*** Opening Given data ***

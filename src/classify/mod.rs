//! Account-type classification.
//!
//! Asks the host's native facility which store owns an account. Hosts
//! older than the facility get [`Classification::NotDetermined`]; any
//! failure of the facility itself degrades to
//! [`PrincipalSource::Unknown`] and never surfaces as an error.

mod native;

use std::sync::Arc;

pub use native::NativeFacility;
use tracing::debug;

use crate::{
    config::ClassificationConfig,
    models::{Principal, PrincipalSource},
    sid::{MICROSOFT_ACCOUNT_AUTHORITY, SecurityIdentifier},
};

/// Account-type codes returned by the native facility.
pub mod account_type {
    pub const UNKNOWN: u32 = 0;
    pub const LOCAL_USER: u32 = 1;
    pub const PRIMARY_DOMAIN_USER: u32 = 2;
    pub const EXTERNAL_DOMAIN_USER: u32 = 3;
    pub const LOCAL_CONNECTED_USER: u32 = 4;
    pub const AAD_USER: u32 = 5;
    pub const INTERNET_USER: u32 = 6;
    /// Reserved for Microsoft accounts; not returned by current builds.
    pub const MSA_USER: u32 = 7;
}

/// The native account-type lookup.
pub trait AccountTypeFacility: Send + Sync {
    /// Host OS major version.
    fn os_major_version(&self) -> u32;

    /// Look up the account type of a SID in binary form.
    ///
    /// `Err` carries the native status code.
    fn lookup_account_type(&self, sid: &[u8]) -> Result<u32, i32>;
}

/// Outcome of classification.
#[derive(Debug, Clone, Copy, PartialEq, Eq)]
pub enum Classification {
    Determined(PrincipalSource),
    /// The facility is not available on this host. This is not an error.
    NotDetermined,
}

impl Classification {
    pub fn is_determined(&self) -> bool {
        matches!(self, Self::Determined(_))
    }

    /// The source to record on a principal.
    pub fn source(&self) -> PrincipalSource {
        match self {
            Self::Determined(source) => *source,
            Self::NotDetermined => PrincipalSource::Unresolved,
        }
    }
}

/// Stateless classifier over an [`AccountTypeFacility`].
#[derive(Clone)]
pub struct AccountTypeClassifier {
    facility: Arc<dyn AccountTypeFacility>,
    enabled: bool,
    min_os_major_version: u32,
}

impl AccountTypeClassifier {
    pub fn new(facility: Arc<dyn AccountTypeFacility>, config: &ClassificationConfig) -> Self {
        Self {
            facility,
            enabled: config.enabled,
            min_os_major_version: config.min_os_major_version,
        }
    }

    /// Classifier backed by the host's native facility.
    pub fn native(config: &ClassificationConfig) -> Self {
        Self::new(Arc::new(NativeFacility), config)
    }

    pub fn classify(&self, sid: &SecurityIdentifier) -> Classification {
        if !self.enabled {
            return Classification::NotDetermined;
        }

        let version = self.facility.os_major_version();
        if version < self.min_os_major_version {
            debug!(
                os_major_version = version,
                required = self.min_os_major_version,
                "Account type facility unavailable on this host"
            );
            return Classification::NotDetermined;
        }

        let source = match self.facility.lookup_account_type(&sid.to_bytes()) {
            Ok(code) => source_for(code, sid),
            Err(status) => {
                debug!(sid = %sid, status, "Account type lookup failed");
                PrincipalSource::Unknown
            }
        };
        Classification::Determined(source)
    }

    /// Annotate a principal with its classification. Principals without a
    /// SID are returned unchanged.
    pub fn annotate(&self, principal: Principal) -> Principal {
        match principal.sid() {
            Some(sid) => {
                let source = self.classify(sid).source();
                principal.with_source(source)
            }
            None => principal,
        }
    }
}

impl std::fmt::Debug for AccountTypeClassifier {
    fn fmt(&self, f: &mut std::fmt::Formatter<'_>) -> std::fmt::Result {
        f.debug_struct("AccountTypeClassifier")
            .field("enabled", &self.enabled)
            .field("min_os_major_version", &self.min_os_major_version)
            .finish_non_exhaustive()
    }
}

fn source_for(code: u32, sid: &SecurityIdentifier) -> PrincipalSource {
    use account_type::*;

    match code {
        LOCAL_USER => PrincipalSource::Local,
        PRIMARY_DOMAIN_USER | EXTERNAL_DOMAIN_USER => PrincipalSource::ActiveDirectory,
        LOCAL_CONNECTED_USER | MSA_USER => PrincipalSource::MicrosoftAccount,
        AAD_USER => PrincipalSource::AzureAd,
        INTERNET_USER => internet_user_source(sid),
        _ => PrincipalSource::Unknown,
    }
}

/// Internet users are either consumer Microsoft accounts or something we
/// cannot place. Microsoft accounts are issued under their own identifier
/// authority. Best effort only.
fn internet_user_source(sid: &SecurityIdentifier) -> PrincipalSource {
    if sid.identifier_authority() == MICROSOFT_ACCOUNT_AUTHORITY {
        PrincipalSource::MicrosoftAccount
    } else {
        PrincipalSource::Unknown
    }
}

#[cfg(test)]
pub(crate) mod testing {
    use std::collections::HashMap;

    use super::*;

    /// Facility answering from a fixed table.
    pub struct ScriptedFacility {
        pub version: u32,
        pub types: HashMap<SecurityIdentifier, Result<u32, i32>>,
    }

    impl ScriptedFacility {
        pub fn new(version: u32) -> Self {
            Self {
                version,
                types: HashMap::new(),
            }
        }

        pub fn with(mut self, sid: &SecurityIdentifier, code: u32) -> Self {
            self.types.insert(sid.clone(), Ok(code));
            self
        }

        pub fn failing(mut self, sid: &SecurityIdentifier, status: i32) -> Self {
            self.types.insert(sid.clone(), Err(status));
            self
        }
    }

    impl AccountTypeFacility for ScriptedFacility {
        fn os_major_version(&self) -> u32 {
            self.version
        }

        fn lookup_account_type(&self, sid: &[u8]) -> Result<u32, i32> {
            let sid = SecurityIdentifier::from_bytes(sid).map_err(|_| -1)?;
            self.types
                .get(&sid)
                .cloned()
                .unwrap_or(Ok(account_type::UNKNOWN))
        }
    }

    pub fn classifier(facility: ScriptedFacility) -> AccountTypeClassifier {
        AccountTypeClassifier::new(Arc::new(facility), &ClassificationConfig::default())
    }
}

#[cfg(test)]
mod tests {
    use rstest::rstest;

    use super::{testing::*, *};
    use crate::models::ObjectKind;

    fn sid(text: &str) -> SecurityIdentifier {
        text.parse().unwrap()
    }

    #[rstest]
    #[case(account_type::LOCAL_USER, PrincipalSource::Local)]
    #[case(account_type::PRIMARY_DOMAIN_USER, PrincipalSource::ActiveDirectory)]
    #[case(account_type::EXTERNAL_DOMAIN_USER, PrincipalSource::ActiveDirectory)]
    #[case(account_type::LOCAL_CONNECTED_USER, PrincipalSource::MicrosoftAccount)]
    #[case(account_type::MSA_USER, PrincipalSource::MicrosoftAccount)]
    #[case(account_type::AAD_USER, PrincipalSource::AzureAd)]
    #[case(account_type::INTERNET_USER, PrincipalSource::Unknown)]
    #[case(account_type::UNKNOWN, PrincipalSource::Unknown)]
    #[case(42, PrincipalSource::Unknown)]
    fn test_account_type_mapping(#[case] code: u32, #[case] expected: PrincipalSource) {
        let alice = sid("S-1-5-21-1000-2000-3000-1001");
        let classifier = classifier(ScriptedFacility::new(10).with(&alice, code));
        assert_eq!(
            classifier.classify(&alice),
            Classification::Determined(expected)
        );
    }

    #[test]
    fn test_internet_user_under_microsoft_account_authority() {
        let msa = sid("S-1-11-96-3623454863-58364-18864-2661722203-1597581903-1234");
        let classifier =
            classifier(ScriptedFacility::new(10).with(&msa, account_type::INTERNET_USER));
        assert_eq!(
            classifier.classify(&msa).source(),
            PrincipalSource::MicrosoftAccount
        );
    }

    #[rstest]
    #[case(6)]
    #[case(7)]
    #[case(0)]
    fn test_old_hosts_are_never_determined(#[case] version: u32) {
        let alice = sid("S-1-5-21-1000-2000-3000-1001");
        let classifier =
            classifier(ScriptedFacility::new(version).with(&alice, account_type::LOCAL_USER));
        let result = classifier.classify(&alice);
        assert_eq!(result, Classification::NotDetermined);
        assert!(!result.is_determined());
        assert_eq!(result.source(), PrincipalSource::Unresolved);
    }

    #[test]
    fn test_facility_error_is_unknown() {
        let alice = sid("S-1-5-21-1000-2000-3000-1001");
        let classifier = classifier(ScriptedFacility::new(10).failing(&alice, -1073741811));
        assert_eq!(
            classifier.classify(&alice),
            Classification::Determined(PrincipalSource::Unknown)
        );
    }

    #[test]
    fn test_disabled_classifier() {
        let alice = sid("S-1-5-21-1000-2000-3000-1001");
        let config = ClassificationConfig {
            enabled: false,
            ..Default::default()
        };
        let facility = ScriptedFacility::new(10).with(&alice, account_type::LOCAL_USER);
        let classifier = AccountTypeClassifier::new(Arc::new(facility), &config);
        assert_eq!(classifier.classify(&alice), Classification::NotDetermined);
    }

    #[test]
    fn test_annotate() {
        let alice = sid("S-1-5-21-1000-2000-3000-1001");
        let classifier =
            classifier(ScriptedFacility::new(11).with(&alice, account_type::LOCAL_USER));

        let principal = Principal::resolved(Some("alice".into()), alice, ObjectKind::User);
        assert_eq!(
            classifier.annotate(principal).source(),
            PrincipalSource::Local
        );

        let by_name = Principal::from_name("bob").unwrap();
        assert_eq!(
            classifier.annotate(by_name).source(),
            PrincipalSource::Unresolved
        );
    }

    #[test]
    fn test_native_facility_is_safe_to_call() {
        let classifier = AccountTypeClassifier::native(&ClassificationConfig::default());
        let system = sid("S-1-5-18");
        // Either the host supports it or the answer is "not determined";
        // it never panics.
        let _ = classifier.classify(&system);
    }
}
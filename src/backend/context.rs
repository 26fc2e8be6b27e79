use std::ops::Deref;

use tracing::debug;

use super::{
    ContextScope, DirectoryBackend, DirectoryContext,
    fault::{FaultSite, translate},
};
use crate::error::AccountResult;

/// An open, owned context bound to one backend scope.
///
/// The backend connection is released when the value is dropped, on every
/// exit path.
pub struct ResolutionContext {
    scope: ContextScope,
    inner: Box<dyn DirectoryContext>,
}

impl ResolutionContext {
    pub fn open(backend: &dyn DirectoryBackend, scope: ContextScope) -> AccountResult<Self> {
        let scope_label = scope.to_string();
        let inner = backend.open_context(&scope).map_err(|fault| {
            translate(
                fault,
                FaultSite::OpenContext {
                    scope: &scope_label,
                },
            )
        })?;
        debug!(scope = %scope, "Opened resolution context");
        Ok(Self { scope, inner })
    }

    pub fn scope(&self) -> &ContextScope {
        &self.scope
    }
}

impl Deref for ResolutionContext {
    type Target = dyn DirectoryContext;

    fn deref(&self) -> &Self::Target {
        self.inner.as_ref()
    }
}

impl std::fmt::Debug for ResolutionContext {
    fn fmt(&self, f: &mut std::fmt::Formatter<'_>) -> std::fmt::Result {
        f.debug_struct("ResolutionContext")
            .field("scope", &self.scope)
            .finish_non_exhaustive()
    }
}

impl Drop for ResolutionContext {
    fn drop(&mut self) {
        debug!(scope = %self.scope, "Releasing resolution context");
    }
}

#[cfg(test)]
mod tests {
    use super::*;
    use crate::{
        backend::{MemoryDirectory, fault::codes},
        error::ErrorKind,
    };

    #[test]
    fn test_open_and_release() {
        let directory = MemoryDirectory::new();
        {
            let ctx = ResolutionContext::open(&directory, ContextScope::Machine).unwrap();
            assert_eq!(ctx.scope(), &ContextScope::Machine);
            assert_eq!(directory.open_contexts(), 1);
        }
        assert_eq!(directory.open_contexts(), 0);
    }

    #[test]
    fn test_open_failure_is_translated() {
        let directory = MemoryDirectory::new();
        directory.fail_open(
            ContextScope::Domain { name: None },
            codes::ERROR_DOMAIN_CONTROLLER_NOT_FOUND,
        );
        let err = ResolutionContext::open(&directory, ContextScope::Domain { name: None })
            .unwrap_err();
        assert_eq!(err.kind(), ErrorKind::BackendUnavailable);
        assert_eq!(directory.open_contexts(), 0);
    }
}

*** Closing Given data ***

### [Work task]
Copy exactly the lines that run from the first line of the data to the line containing "older than the", please, with both ends included and nothing else.

### [Solution for this task]
filename src/classify/mod.rs
//! Account-type classification.
//!
//! Asks the host's native facility which store owns an account. Hosts
//! older than the facility get [`Classification::NotDetermined`]; any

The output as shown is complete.